In this paper, we explore worst-case solutions for the problems of pattern and multi-pattern matching on strings in the RAM model with word length w. In the first problem, we have a pattern p of length m over an alphabet of size σ, and given any text T of length n, where each character is encoded using logσ bit, we wish to find all occurrences of p. For the multi-pattern matching problem we have a set S of d patterns of total length m and a query on a text T consists in finding all the occurrences in T of the patterns in S (in the following we refer by occ to the number of reported occurrences). As each character of the text is encoded using logσ bits and we can read w bits in constant time in the RAM model, the best query time for the two problems which can only possibly be achieved by reading Θ(w/logσ) consecutive characters, is \(O(n\frac{\log\sigma}{w}+occ)\).

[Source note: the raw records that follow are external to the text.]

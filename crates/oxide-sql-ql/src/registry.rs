//! Registry of dialects keyed by name.
//!
//! The ORM picks a dialect from the scheme of the connection string
//! (`ql://data.db`, `ql-mem://test.db`). A registry is an ordinary value, so
//! each application (or test) owns its own.

use std::collections::HashMap;

use tracing::debug;

use crate::dialect::{Dialect, QlDialect};
use crate::error::{DialectError, Result};

/// Name → dialect map.
#[derive(Default)]
pub struct DialectRegistry {
    dialects: HashMap<&'static str, Box<dyn Dialect>>,
}

impl DialectRegistry {
    /// Creates an empty registry.
    #[must_use]
    pub fn new() -> Self {
        Self::default()
    }

    /// Creates a registry holding the in-memory and file-backed ql dialects.
    #[must_use]
    pub fn with_ql() -> Self {
        let mut registry = Self::new();
        registry.register(Box::new(QlDialect::memory()));
        registry.register(Box::new(QlDialect::file()));
        registry
    }

    /// Registers a dialect under its name, replacing any dialect already
    /// registered under that name.
    pub fn register(&mut self, dialect: Box<dyn Dialect>) {
        let name = dialect.name();
        if self.dialects.insert(name, dialect).is_some() {
            debug!(dialect = name, "Replaced registered dialect");
        } else {
            debug!(dialect = name, "Registered dialect");
        }
    }

    /// Returns the dialect registered under `name`.
    #[must_use]
    pub fn get(&self, name: &str) -> Option<&dyn Dialect> {
        self.dialects.get(name).map(|dialect| &**dialect)
    }

    /// Returns the dialect registered under `name` for attaching a handle.
    pub fn get_mut(&mut self, name: &str) -> Option<&mut (dyn Dialect + 'static)> {
        self.dialects.get_mut(name).map(|dialect| &mut **dialect)
    }

    /// Returns the dialect for a connection string such as `ql-mem://test.db`.
    ///
    /// # Errors
    ///
    /// Returns [`DialectError::UnknownDialect`] if the string has no scheme or
    /// no dialect is registered for it.
    pub fn for_url(&self, url: &str) -> Result<&dyn Dialect> {
        let scheme = scheme_of(url).ok_or_else(|| DialectError::UnknownDialect(url.to_string()))?;
        self.get(scheme)
            .ok_or_else(|| DialectError::UnknownDialect(scheme.to_string()))
    }

    /// Returns the registered names in sorted order.
    #[must_use]
    pub fn names(&self) -> Vec<&'static str> {
        let mut names: Vec<_> = self.dialects.keys().copied().collect();
        names.sort_unstable();
        names
    }

    /// Returns the number of registered dialects.
    #[must_use]
    pub fn len(&self) -> usize {
        self.dialects.len()
    }

    /// Returns whether the registry is empty.
    #[must_use]
    pub fn is_empty(&self) -> bool {
        self.dialects.is_empty()
    }
}

impl std::fmt::Debug for DialectRegistry {
    fn fmt(&self, f: &mut std::fmt::Formatter<'_>) -> std::fmt::Result {
        f.debug_struct("DialectRegistry")
            .field("dialects", &self.names())
            .finish()
    }
}

fn scheme_of(url: &str) -> Option<&str> {
    url.split_once("://")
        .map(|(scheme, _)| scheme)
        .filter(|scheme| !scheme.is_empty())
}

In this paper, we present two results. The first result is that using O(m) words of space, single pattern matching queries can be answered in time \(O(n(\frac{\log m}{m}+\frac{\log \sigma}{w})+occ)\), and multiple pattern matching queries answered in time \(O(n(\frac{\log d+\log y+\log\log m}{y}+\frac{\log \sigma}{w})+occ)\), where y is the length of the shortest pattern. Our second result is a variant of the first result which uses the four Russian technique to remove the dependence on the shortest pattern length at the expense of using an additional space t. It answers to multi-pattern matching queries in time \(O(n\frac{\log d+\log\log_\sigma t+\log\log m}{\log_\sigma t}+occ)\) using O(m + t) words of space.